Et c’est là que le bât blesse. Si au Luxembourg, les cas de divorce pour faute ont sensiblement diminué (sept en 2001 contre 724 par consentement mutuel), les organisations de femmes soutiennnent que dans des situations particulières, il a encore son sens. Karin Manderscheid, présidente du „Conseil national des femmes“, dans son introduction à la table ronde de jeudi, a soulevé la question: „Le divorce pour faute doit-il continuer à exister pour que, dans les cas graves de violations des droits de la personne, la victime ait la possibilité de recevoir satisfaction quant au tort qui lui a été imposé?“

S’il n’y a pas de chiffres précis, le Luxembourg n’échappe pas à la règle générale: la plupart des procédures en divorce sont introduites par des femmes. En France par exemple, l’initiative est féminine à plus de 70 pour cent.

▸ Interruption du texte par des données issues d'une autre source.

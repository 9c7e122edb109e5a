// SPDX-FileCopyrightText: 2026 Botforge Contributors
// SPDX-License-Identifier: MIT OR Apache-2.0

//! Figment-to-miette error bridge with fuzzy match suggestions.
//!
//! Converts Figment deserialization errors into miette diagnostics with
//! valid key listings and "did you mean?" suggestions using Jaro-Winkler
//! string similarity.

use miette::Diagnostic;
use thiserror::Error;

/// Minimum Jaro-Winkler similarity score to suggest a correction.
/// 0.75 catches common typos (`idle_treshold_secs` -> `idle_threshold_secs`)
/// while filtering noise.
const SUGGESTION_THRESHOLD: f64 = 0.75;

/// A configuration error with diagnostic help text.
#[derive(Debug, Error, Diagnostic)]
pub enum ConfigError {
    /// An unknown key was found in the configuration.
    #[error("unknown configuration key `{key}`")]
    #[diagnostic(
        code(botforge::config::unknown_key),
        help("{}", format_unknown_key_help(suggestion.as_deref(), valid_keys))
    )]
    UnknownKey {
        /// The unrecognized key name.
        key: String,
        /// Suggested correction via fuzzy matching, if any.
        suggestion: Option<String>,
        /// Comma-separated list of valid keys for the section.
        valid_keys: String,
    },

    /// A configuration value has the wrong type.
    #[error("invalid type for key `{key}`: {detail}")]
    #[diagnostic(code(botforge::config::invalid_type))]
    InvalidType { key: String, detail: String },

    /// A validation error for a config value.
    #[error("validation error: {message}")]
    #[diagnostic(code(botforge::config::validation))]
    Validation { message: String },

    /// Catch-all for other configuration errors.
    #[error("configuration error: {0}")]
    #[diagnostic(code(botforge::config::other))]
    Other(String),
}

fn format_unknown_key_help(suggestion: Option<&str>, valid_keys: &str) -> String {
    match suggestion {
        Some(s) => format!("did you mean `{s}`? Valid keys: {valid_keys}"),
        None => format!("valid keys: {valid_keys}"),
    }
}

/// Convert a `figment::Error` into a list of `ConfigError` diagnostics.
///
/// A figment error may contain multiple underlying errors; each is converted
/// to the matching `ConfigError` variant, with fuzzy suggestions for unknown
/// field errors.
pub fn figment_to_config_errors(err: figment::Error) -> Vec<ConfigError> {
    use figment::error::Kind;

    let mut errors = Vec::new();

    for error in err {
        let config_error = match &error.kind {
            Kind::UnknownField(field, expected) => {
                let valid_keys: Vec<&str> = expected.to_vec();
                ConfigError::UnknownKey {
                    key: qualified_key(&error.path, field),
                    suggestion: suggest_key(field, &valid_keys),
                    valid_keys: valid_keys.join(", "),
                }
            }
            Kind::InvalidType(actual, expected) => ConfigError::InvalidType {
                key: error.path.join("."),
                detail: format!("found {actual}, expected {expected}"),
            },
            Kind::MissingField(field) => ConfigError::Other(format!(
                "missing required key `{}`",
                qualified_key(&error.path, field)
            )),
            other => ConfigError::Other(other.to_string()),
        };
        errors.push(config_error);
    }

    errors
}

/// Render a list of config errors to stderr as miette reports.
pub fn render_errors(errors: &[ConfigError]) {
    for error in errors {
        let report = miette::Report::msg(format!("{error}"));
        let report = match error {
            ConfigError::UnknownKey {
                suggestion,
                valid_keys,
                ..
            } => report.wrap_err(format_unknown_key_help(suggestion.as_deref(), valid_keys)),
            _ => report,
        };
        eprintln!("{report:?}");
    }
}

/// Prefix a field name with its section path (e.g. `orchestrator.idle_threshold_secs`).
fn qualified_key(path: &[String], field: &str) -> String {
    if path.is_empty() {
        field.to_string()
    } else {
        format!("{}.{field}", path.join("."))
    }
}

/// Suggest the closest valid key by Jaro-Winkler similarity, if any clears
/// the threshold.
fn suggest_key(input: &str, valid_keys: &[&str]) -> Option<String> {
    valid_keys
        .iter()
        .map(|k| (*k, strsim::jaro_winkler(input, k)))
        .filter(|(_, score)| *score >= SUGGESTION_THRESHOLD)
        .max_by(|(_, a), (_, b)| a.partial_cmp(b).unwrap_or(std::cmp::Ordering::Equal))
        .map(|(k, _)| k.to_string())
}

Il est d’ailleurs probable que, en raison de la lourdeur de la procédure actuelle, de nombreux „consentements mutuels“ ne le sont que sur le papier: dans les pays voisins, les divorces pour faute atteignent encore les 40 pour cent.

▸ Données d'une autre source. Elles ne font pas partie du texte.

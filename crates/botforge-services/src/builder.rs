// SPDX-FileCopyrightText: 2026 Botforge Contributors
// SPDX-License-Identifier: MIT OR Apache-2.0

//! HTTP client for the container build service.
//!
//! The build service exposes three synchronous JSON endpoints: `/build`,
//! `/push`, and `/cleanup-images`. A non-success body and a transport error
//! are reported identically so the pipeline aborts the phase either way.

use std::time::Duration;

use async_trait::async_trait;
use botforge_config::model::BuilderConfig;
use botforge_core::types::{BuildOutput, CleanupOutput, PushOutput, ServiceCall};
use botforge_core::{BotforgeError, BuildService};
use serde::{Deserialize, Serialize};
use tracing::debug;

#[derive(Serialize)]
#[serde(rename_all = "camelCase")]
struct BuildRequest<'a> {
    bot_id: &'a str,
    user_id: &'a str,
}

#[derive(Serialize)]
#[serde(rename_all = "camelCase")]
struct PushRequest<'a> {
    bot_id: &'a str,
}

#[derive(Deserialize)]
#[serde(rename_all = "camelCase")]
struct BuildResponse {
    success: bool,
    image_tag: Option<String>,
    #[serde(default)]
    logs: Vec<String>,
    error: Option<String>,
}

#[derive(Deserialize)]
struct LogsResponse {
    success: bool,
    #[serde(default)]
    logs: Vec<String>,
    error: Option<String>,
}

/// reqwest-backed [`BuildService`] implementation.
#[derive(Debug, Clone)]
pub struct HttpBuildService {
    client: reqwest::Client,
    base_url: String,
}

impl HttpBuildService {
    pub fn new(config: &BuilderConfig) -> Result<Self, BotforgeError> {
        let client = reqwest::Client::builder()
            .timeout(Duration::from_secs(300))
            .build()
            .map_err(|e| BotforgeError::Upstream {
                call: ServiceCall::Build,
                message: format!("failed to build HTTP client: {e}"),
                source: Some(Box::new(e)),
            })?;
        Ok(Self {
            client,
            base_url: config.base_url.trim_end_matches('/').to_string(),
        })
    }

    /// Overrides the base URL (for testing with wiremock).
    #[cfg(test)]
    pub fn with_base_url(mut self, url: String) -> Self {
        self.base_url = url.trim_end_matches('/').to_string();
        self
    }

    async fn post<Req, Resp>(
        &self,
        call: ServiceCall,
        path: &str,
        body: &Req,
        failure: &str,
    ) -> Result<Resp, BotforgeError>
    where
        Req: Serialize + Sync,
        Resp: serde::de::DeserializeOwned,
    {
        let url = format!("{}{path}", self.base_url);
        let response = self
            .client
            .post(&url)
            .json(body)
            .send()
            .await
            .map_err(|e| BotforgeError::Upstream {
                call,
                message: format!("{failure}: {e}"),
                source: Some(Box::new(e)),
            })?;

        let status = response.status();
        debug!(%status, %url, "build service response received");
        let text = response.text().await.map_err(|e| BotforgeError::Upstream {
            call,
            message: format!("{failure}: unreadable response body: {e}"),
            source: Some(Box::new(e)),
        })?;
        if !status.is_success() {
            return Err(BotforgeError::upstream(
                call,
                format!("{failure}: HTTP {status}: {text}"),
            ));
        }
        serde_json::from_str(&text).map_err(|e| BotforgeError::Upstream {
            call,
            message: format!("{failure}: malformed response: {e}"),
            source: Some(Box::new(e)),
        })
    }
}

#[async_trait]
impl BuildService for HttpBuildService {
    async fn build(&self, bot_id: &str, user_id: &str) -> Result<BuildOutput, BotforgeError> {
        let resp: BuildResponse = self
            .post(
                ServiceCall::Build,
                "/build",
                &BuildRequest { bot_id, user_id },
                "Container build failed",
            )
            .await?;
        if !resp.success {
            let detail = resp.error.unwrap_or_else(|| "no error detail".to_string());
            return Err(BotforgeError::upstream(
                ServiceCall::Build,
                format!("Container build failed: {detail}"),
            ));
        }
        let image_tag = resp.image_tag.ok_or_else(|| {
            BotforgeError::upstream(
                ServiceCall::Build,
                "Container build failed: response missing image tag",
            )
        })?;
        Ok(BuildOutput {
            image_tag,
            logs: resp.logs,
        })
    }

    async fn push(&self, bot_id: &str) -> Result<PushOutput, BotforgeError> {
        let resp: LogsResponse = self
            .post(
                ServiceCall::Push,
                "/push",
                &PushRequest { bot_id },
                "Container push failed",
            )
            .await?;
        if !resp.success {
            let detail = resp.error.unwrap_or_else(|| "no error detail".to_string());
            return Err(BotforgeError::upstream(
                ServiceCall::Push,
                format!("Container push failed: {detail}"),
            ));
        }
        Ok(PushOutput { logs: resp.logs })
    }

    async fn cleanup_images(&self, bot_id: &str) -> Result<CleanupOutput, BotforgeError> {
        let resp: LogsResponse = self
            .post(
                ServiceCall::CleanupImages,
                "/cleanup-images",
                &PushRequest { bot_id },
                "Image cleanup failed",
            )
            .await?;
        if !resp.success {
            let detail = resp.error.unwrap_or_else(|| "no error detail".to_string());
            return Err(BotforgeError::upstream(
                ServiceCall::CleanupImages,
                format!("Image cleanup failed: {detail}"),
            ));
        }
        Ok(CleanupOutput { logs: resp.logs })
    }
}

#[cfg(test)]
mod tests {
    use super::*;
    use wiremock::matchers::{body_json, method, path};
    use wiremock::{Mock, MockServer, ResponseTemplate};

    fn test_client(base_url: &str) -> HttpBuildService {
        HttpBuildService::new(&BuilderConfig::default())
            .unwrap()
            .with_base_url(base_url.to_string())
    }

    #[tokio::test]
    async fn build_returns_image_tag_and_logs() {
        let server = MockServer::start().await;
        Mock::given(method("POST"))
            .and(path("/build"))
            .and(body_json(serde_json::json!({
                "botId": "b1",
                "userId": "u1"
            })))
            .respond_with(ResponseTemplate::new(200).set_body_json(serde_json::json!({
                "success": true,
                "imageTag": "img:1",
                "logs": ["built"]
            })))
            .mount(&server)
            .await;

        let out = test_client(&server.uri()).build("b1", "u1").await.unwrap();
        assert_eq!(out.image_tag, "img:1");
        assert_eq!(out.logs, vec!["built"]);
    }

    #[tokio::test]
    async fn unsuccessful_build_is_an_upstream_error() {
        let server = MockServer::start().await;
        Mock::given(method("POST"))
            .and(path("/build"))
            .respond_with(ResponseTemplate::new(200).set_body_json(serde_json::json!({
                "success": false,
                "error": "dockerfile missing"
            })))
            .mount(&server)
            .await;

        let err = test_client(&server.uri())
            .build("b1", "u1")
            .await
            .unwrap_err();
        match err {
            BotforgeError::Upstream { call, message, .. } => {
                assert_eq!(call, ServiceCall::Build);
                assert!(message.contains("Container build failed"), "got: {message}");
                assert!(message.contains("dockerfile missing"));
            }
            other => panic!("expected Upstream, got {other:?}"),
        }
    }

    #[tokio::test]
    async fn build_without_image_tag_fails() {
        let server = MockServer::start().await;
        Mock::given(method("POST"))
            .and(path("/build"))
            .respond_with(ResponseTemplate::new(200).set_body_json(serde_json::json!({
                "success": true,
                "logs": []
            })))
            .mount(&server)
            .await;

        let err = test_client(&server.uri())
            .build("b1", "u1")
            .await
            .unwrap_err();
        assert!(err.to_string().contains("missing image tag"));
    }

    #[tokio::test]
    async fn http_error_status_is_an_upstream_error() {
        let server = MockServer::start().await;
        Mock::given(method("POST"))
            .and(path("/push"))
            .respond_with(ResponseTemplate::new(502).set_body_string("bad gateway"))
            .mount(&server)
            .await;

        let err = test_client(&server.uri()).push("b1").await.unwrap_err();
        assert!(err.to_string().contains("Container push failed"));
    }

    #[tokio::test]
    async fn cleanup_images_aggregates_logs() {
        let server = MockServer::start().await;
        Mock::given(method("POST"))
            .and(path("/cleanup-images"))
            .respond_with(ResponseTemplate::new(200).set_body_json(serde_json::json!({
                "success": true,
                "logs": ["removed img:1", "removed img:2"]
            })))
            .mount(&server)
            .await;

        let out = test_client(&server.uri())
            .cleanup_images("b1")
            .await
            .unwrap();
        assert_eq!(out.logs.len(), 2);
    }
}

Quoi qu’il en soit, il paraî t fondé de prévoir des dispositions pour les cas de violence, voire de domination conjugale. Il existe d’ailleurs des pays où ceci est actuellement le cas: l’Allemagne et la Suisse connaissent la disposition de la „Unzumutbarkeit“. Lors d’un tel constat, le mariage peut être dissolu en moins d’une année. En France, les juges peuvent prononcer une résidence séparée des époux divorçants en cas de mise en danger de la sécurité du/de la conjoint-e ou des enfants. Et dans le jugement, des faits comme la violence physique ou morale peuvent être constatés. Enfin, un article de (la) loi prévoit la demande de dommages-intérêts à l’occasion de la procédure de divorce.

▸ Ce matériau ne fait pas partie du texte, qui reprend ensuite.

// SPDX-FileCopyrightText: 2026 Botforge Contributors
// SPDX-License-Identifier: MIT OR Apache-2.0

//! Domain model types for storage entities.
//!
//! The canonical types are defined in `botforge-core::types` for use across
//! crate boundaries. This module re-exports them for convenience within the
//! storage crate and its consumers.

pub use botforge_core::types::{BotRecord, ConversationTurn, GeneratedFile, LogLine};
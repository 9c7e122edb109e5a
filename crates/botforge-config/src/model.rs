// SPDX-FileCopyrightText: 2026 Botforge Contributors
// SPDX-License-Identifier: MIT OR Apache-2.0

//! Configuration model structs for the Botforge platform.
//!
//! All structs use `#[serde(deny_unknown_fields)]` to reject unrecognized
//! config keys at startup with actionable error messages.

use serde::{Deserialize, Serialize};

/// Top-level Botforge configuration.
///
/// Loaded from TOML files following the XDG hierarchy, with environment
/// variable overrides. All sections are optional and default to sensible
/// values; the only key that cannot default is `codegen.api_key`.
#[derive(Debug, Clone, Default, Deserialize, Serialize)]
#[serde(deny_unknown_fields)]
pub struct BotforgeConfig {
    /// HTTP gateway settings.
    #[serde(default)]
    pub server: ServerConfig,

    /// Bot record store settings.
    #[serde(default)]
    pub storage: StorageConfig,

    /// Code generation service settings.
    #[serde(default)]
    pub codegen: CodegenConfig,

    /// Container build service settings.
    #[serde(default)]
    pub builder: BuilderConfig,

    /// Deployment manager settings.
    #[serde(default)]
    pub deployer: DeployerConfig,

    /// Lifecycle orchestrator settings.
    #[serde(default)]
    pub orchestrator: OrchestratorConfig,

    /// Telegram Bot API settings.
    #[serde(default)]
    pub telegram: TelegramConfig,
}

/// HTTP gateway configuration.
#[derive(Debug, Clone, Deserialize, Serialize)]
#[serde(deny_unknown_fields)]
pub struct ServerConfig {
    /// Host address to bind.
    #[serde(default = "default_host")]
    pub host: String,

    /// Port to bind.
    #[serde(default = "default_port")]
    pub port: u16,

    /// Logging level (trace, debug, info, warn, error).
    #[serde(default = "default_log_level")]
    pub log_level: String,
}

impl Default for ServerConfig {
    fn default() -> Self {
        Self {
            host: default_host(),
            port: default_port(),
            log_level: default_log_level(),
        }
    }
}

fn default_host() -> String {
    "0.0.0.0".to_string()
}

fn default_port() -> u16 {
    3000
}

fn default_log_level() -> String {
    "info".to_string()
}

/// Bot record store configuration.
#[derive(Debug, Clone, Deserialize, Serialize)]
#[serde(deny_unknown_fields)]
pub struct StorageConfig {
    /// Path to the SQLite database file.
    #[serde(default = "default_database_path")]
    pub database_path: String,

    /// Enable WAL (Write-Ahead Logging) mode for SQLite.
    #[serde(default = "default_wal_mode")]
    pub wal_mode: bool,

    /// Maximum retained runtime log lines per bot; older lines are pruned
    /// on every append.
    #[serde(default = "default_runtime_log_cap")]
    pub runtime_log_cap: u32,
}

impl Default for StorageConfig {
    fn default() -> Self {
        Self {
            database_path: default_database_path(),
            wal_mode: default_wal_mode(),
            runtime_log_cap: default_runtime_log_cap(),
        }
    }
}

fn default_database_path() -> String {
    dirs::data_dir()
        .map(|p| p.join("botforge").join("botforge.db"))
        .unwrap_or_else(|| std::path::PathBuf::from("botforge.db"))
        .to_string_lossy()
        .into_owned()
}

fn default_wal_mode() -> bool {
    true
}

fn default_runtime_log_cap() -> u32 {
    500
}

/// Code generation service configuration.
#[derive(Debug, Clone, Deserialize, Serialize)]
#[serde(deny_unknown_fields)]
pub struct CodegenConfig {
    /// API key for the code generation service. `None` requires the
    /// `BOTFORGE_CODEGEN_API_KEY` environment variable.
    #[serde(default)]
    pub api_key: Option<String>,

    /// Chat-completions endpoint URL.
    #[serde(default = "default_codegen_base_url")]
    pub base_url: String,

    /// Model identifier for generation requests.
    #[serde(default = "default_codegen_model")]
    pub model: String,

    /// Maximum tokens per generation response.
    #[serde(default = "default_codegen_max_tokens")]
    pub max_tokens: u32,

    /// How many trailing conversation turns are replayed as context.
    #[serde(default = "default_history_window")]
    pub history_window: usize,
}

impl Default for CodegenConfig {
    fn default() -> Self {
        Self {
            api_key: None,
            base_url: default_codegen_base_url(),
            model: default_codegen_model(),
            max_tokens: default_codegen_max_tokens(),
            history_window: default_history_window(),
        }
    }
}

fn default_codegen_base_url() -> String {
    "https://api.openai.com/v1/chat/completions".to_string()
}

fn default_codegen_model() -> String {
    "gpt-4o-mini".to_string()
}

fn default_codegen_max_tokens() -> u32 {
    3000
}

fn default_history_window() -> usize {
    10
}

/// Container build service configuration.
#[derive(Debug, Clone, Deserialize, Serialize)]
#[serde(deny_unknown_fields)]
pub struct BuilderConfig {
    /// Base URL of the build service.
    #[serde(default = "default_builder_base_url")]
    pub base_url: String,
}

impl Default for BuilderConfig {
    fn default() -> Self {
        Self {
            base_url: default_builder_base_url(),
        }
    }
}

fn default_builder_base_url() -> String {
    "http://127.0.0.1:8200".to_string()
}

/// Deployment manager configuration.
#[derive(Debug, Clone, Deserialize, Serialize)]
#[serde(deny_unknown_fields)]
pub struct DeployerConfig {
    /// Base URL of the deployment manager.
    #[serde(default = "default_deployer_base_url")]
    pub base_url: String,
}

impl Default for DeployerConfig {
    fn default() -> Self {
        Self {
            base_url: default_deployer_base_url(),
        }
    }
}

fn default_deployer_base_url() -> String {
    "http://127.0.0.1:8300".to_string()
}

/// Lifecycle orchestrator configuration.
#[derive(Debug, Clone, Deserialize, Serialize)]
#[serde(deny_unknown_fields)]
pub struct OrchestratorConfig {
    /// Inactivity duration after which a running bot is scaled down, in seconds.
    #[serde(default = "default_idle_threshold_secs")]
    pub idle_threshold_secs: u64,

    /// Deadline for each remote pipeline phase, in seconds.
    #[serde(default = "default_phase_timeout_secs")]
    pub phase_timeout_secs: u64,
}

impl Default for OrchestratorConfig {
    fn default() -> Self {
        Self {
            idle_threshold_secs: default_idle_threshold_secs(),
            phase_timeout_secs: default_phase_timeout_secs(),
        }
    }
}

fn default_idle_threshold_secs() -> u64 {
    30 * 60
}

fn default_phase_timeout_secs() -> u64 {
    120
}

/// Telegram Bot API configuration.
#[derive(Debug, Clone, Deserialize, Serialize)]
#[serde(deny_unknown_fields)]
pub struct TelegramConfig {
    /// Base URL of the Telegram Bot API.
    #[serde(default = "default_telegram_api_base")]
    pub api_base: String,

    /// Public base URL of this server's webhook receiver; a bot's webhook is
    /// registered as `{webhook_base}/webhook/{bot_id}`.
    #[serde(default = "default_webhook_base")]
    pub webhook_base: String,
}

impl Default for TelegramConfig {
    fn default() -> Self {
        Self {
            api_base: default_telegram_api_base(),
            webhook_base: default_webhook_base(),
        }
    }
}

fn default_telegram_api_base() -> String {
    "https://api.telegram.org".to_string()
}

fn default_webhook_base() -> String {
    "http://127.0.0.1:3000".to_string()
}
use clap::Parser;
use log::{error, info};
use raid_benchmark_rs::benchmark_utils::{print_benchmark_results, read_results};
use raid_benchmark_rs::engine::ProcessEngine;
use raid_benchmark_rs::error::Result;
use raid_benchmark_rs::sweep::{run_sweep, HarnessConfig};
use std::path::PathBuf;

/// Sweeps the RAID engine over a grid of array configurations and records
/// its throughput in a CSV file.
#[derive(Parser, Debug)]
#[command(version, about)]
struct Args {
    /// JSON harness configuration; built-in defaults are used otherwise
    #[arg(short, long)]
    config: Option<PathBuf>,

    /// Engine executable
    #[arg(short, long)]
    executable: Option<PathBuf>,

    /// Results file
    #[arg(short, long)]
    output: Option<PathBuf>,

    /// Seed for choosing offline disks
    #[arg(short, long)]
    seed: Option<u64>,

    /// Benchmark duration of each trial in seconds
    #[arg(short, long)]
    duration: Option<u64>,

    /// Skip the summary tables at the end
    #[arg(long)]
    no_summary: bool,
}

fn load_harness(args: &Args) -> Result<HarnessConfig> {
    // Start from the JSON configuration if one was given
    let mut harness = match &args.config {
        Some(path) => HarnessConfig::load(path)?,
        None => HarnessConfig::default(),
    };

    // Command-line flags take precedence over the file
    if let Some(executable) = &args.executable {
        harness.executable = executable.clone();
    }
    if let Some(output) = &args.output {
        harness.output_file = Some(output.clone());
    }
    if let Some(seed) = args.seed {
        harness.seed = seed;
    }
    if let Some(duration) = args.duration {
        harness.engine.benchmark_seconds = duration;
    }

    Ok(harness)
}

fn run(args: &Args) -> Result<()> {
    let harness = load_harness(args)?;
    info!(
        "Running {} trials of {} with {}",
        harness.grid.len(),
        harness.engine.raid_type,
        harness.executable.display()
    );

    // Run every trial of the grid against the engine executable
    run_sweep(&harness, ProcessEngine)?;

    // Print the benchmark results
    if !args.no_summary {
        let results = read_results(&harness.output_path())?;
        print_benchmark_results(&results);
    }
    Ok(())
}

fn main() {
    colog::init();

    // Parse the command-line arguments
    let args = Args::parse();

    // Abort with a non-zero status on the first failure
    if let Err(e) = run(&args) {
        error!("{}", e);
        std::process::exit(1);
    }
}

Au-delà du cas particulier de la violence, la mise en question du divorce pour faute pourrait introduire au Luxembourg le débat sur les obligations des époux. Des trois devoirs principaux du couple marié formulés par le Code civil – fidélité, secours et assistance – au moins le premier est aujourd’hui mort et enterré. Alors que le partenariat s’annonce comme une version allégée du mariage, ce dernier (re)devient un contrat banal, corrodant au passage le mythe romantique de l’amour éternel. La dédramatisation du divorce, pour salutaire qu’elle soit, constitue une étape de plus dans le processus de dissolution du mariage. Ce qui n’arrangera pas le CSV, pourtant porteur de la réforme envisagée.